I was always keenly aware of these factors, but then I started thinking further back in the chain. It coincided with my disillusionment with the very hectic, intentionally busy nature of high achieving professional urban life, and wanting a little more space and connection to nature. And so my husband and I started to have these dreams of getting a couple acres and supporting ourselves with them. We tried our hands at raising alpacas, and then we wound up living on a six-acre homestead in Vermont. This all happened a little later, but there was this dawning awareness of the fact that food just doesn’t show up on a plate.

I always had this very strong social justice orientation, which was the reason I went to law school in the first place. The food system employs 21 million in the U.S., most of them in very low-wage jobs and often patchworks of part-time jobs. So even though there was a period of disconnect in my life, I see that as very much a connection for me.

MENV

What brought you to the MENV program?

Nicole Civita

One of the really important things is that MENV is training professionals by example. I have never really been a traditional academic – I got my first position in a really funny way and I went to a non-traditional undergraduate institution to create an interdisciplinary food systems program. MENV’s combination of a fresh approach to graduate education, interdisciplinarity, the thematic focus, and the location here in Boulder are all really exciting factors for me.

MENV

What sets the sustainable food specialization apart? In other words, why should students choose to join the specialization?

Nicole Civita

I would actually start with the challenges. The challenge of studying and learning food systems is that they’re huge. There’s so much to cover and there are so many connections to map and to see. Plus the students are coming from so many backgrounds and want to go in so many different directions. That can be challenging as an educator, but it is tremendously exciting and stimulating.  

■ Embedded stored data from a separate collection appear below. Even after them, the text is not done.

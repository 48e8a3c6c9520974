//! Inline failure message for a section that could not load

use crate::components::icons::{AlertTriangleIcon, RefreshIcon};
use crate::components::{Button, ButtonSize, ButtonVariant};
use dioxus::prelude::*;

#[component]
pub fn ErrorBanner(
    message: String,
    /// Shows a retry button when set
    #[props(default)]
    on_retry: Option<EventHandler<()>>,
) -> Element {
    rsx! {
        div {
            role: "alert",
            class: "flex items-start gap-3 bg-red-900/40 border border-red-800 text-red-100 px-4 py-3 rounded-lg",
            AlertTriangleIcon { class: "w-5 h-5 mt-0.5 shrink-0 text-red-400" }
            p { class: "flex-1 text-sm break-words", "{message}" }
            if let Some(on_retry) = on_retry {
                Button {
                    variant: ButtonVariant::Secondary,
                    size: ButtonSize::Small,
                    onclick: move |_| on_retry.call(()),
                    RefreshIcon { class: "w-4 h-4" }
                    "Retry"
                }
            }
        }
    }
}
//! Timer helper usable from both wasm and native builds

#[cfg(target_arch = "wasm32")]
pub async fn sleep_ms(ms: u64) {
    gloo_timers::future::TimeoutFuture::new(ms as u32).await;
}

#[cfg(not(target_arch = "wasm32"))]
pub async fn sleep_ms(ms: u64) {
    tokio::time::sleep(std::time::Duration::from_millis(ms)).await;
}
use beets_web::{config_from_window, App};
use tracing::info;

fn main() {
    let config = config_from_window();
    if let Err(e) = dioxus::logger::init(config.log_level) {
        eprintln!("Failed to initialize logging: {e}");
    }
    info!("Using beets API at {}", config.base_url);

    dioxus::LaunchBuilder::new().with_context(config).launch(App);
}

The food systems approach at MENV is also fairly unique. Even food studies as an academic discipline are newer in terms of getting respect and recognition, and it’s often a combination of anthropology, cultural studies, geography, ethnography, and ethnic studies. Food systems is different than that. While we draw from all of the studies I mentioned, we’re also looking at the way the systems function: how they evolved and what factors are influencing their continued development.

When you add the word sustainability on top of that, you’re explicitly standing behind the idea that food systems ought to do more than just provide a ration of calories for a growing planet. That’s what’s really exciting to me about studying sustainable food systems.

When you’re talking about professional education you can find this sweet spot – a mix of applied experiential work and grounding in the big picture understanding. We do a good job of that through the Capstone structure, but also with the way we’re teaching and creating the curriculum and innovating that curriculum.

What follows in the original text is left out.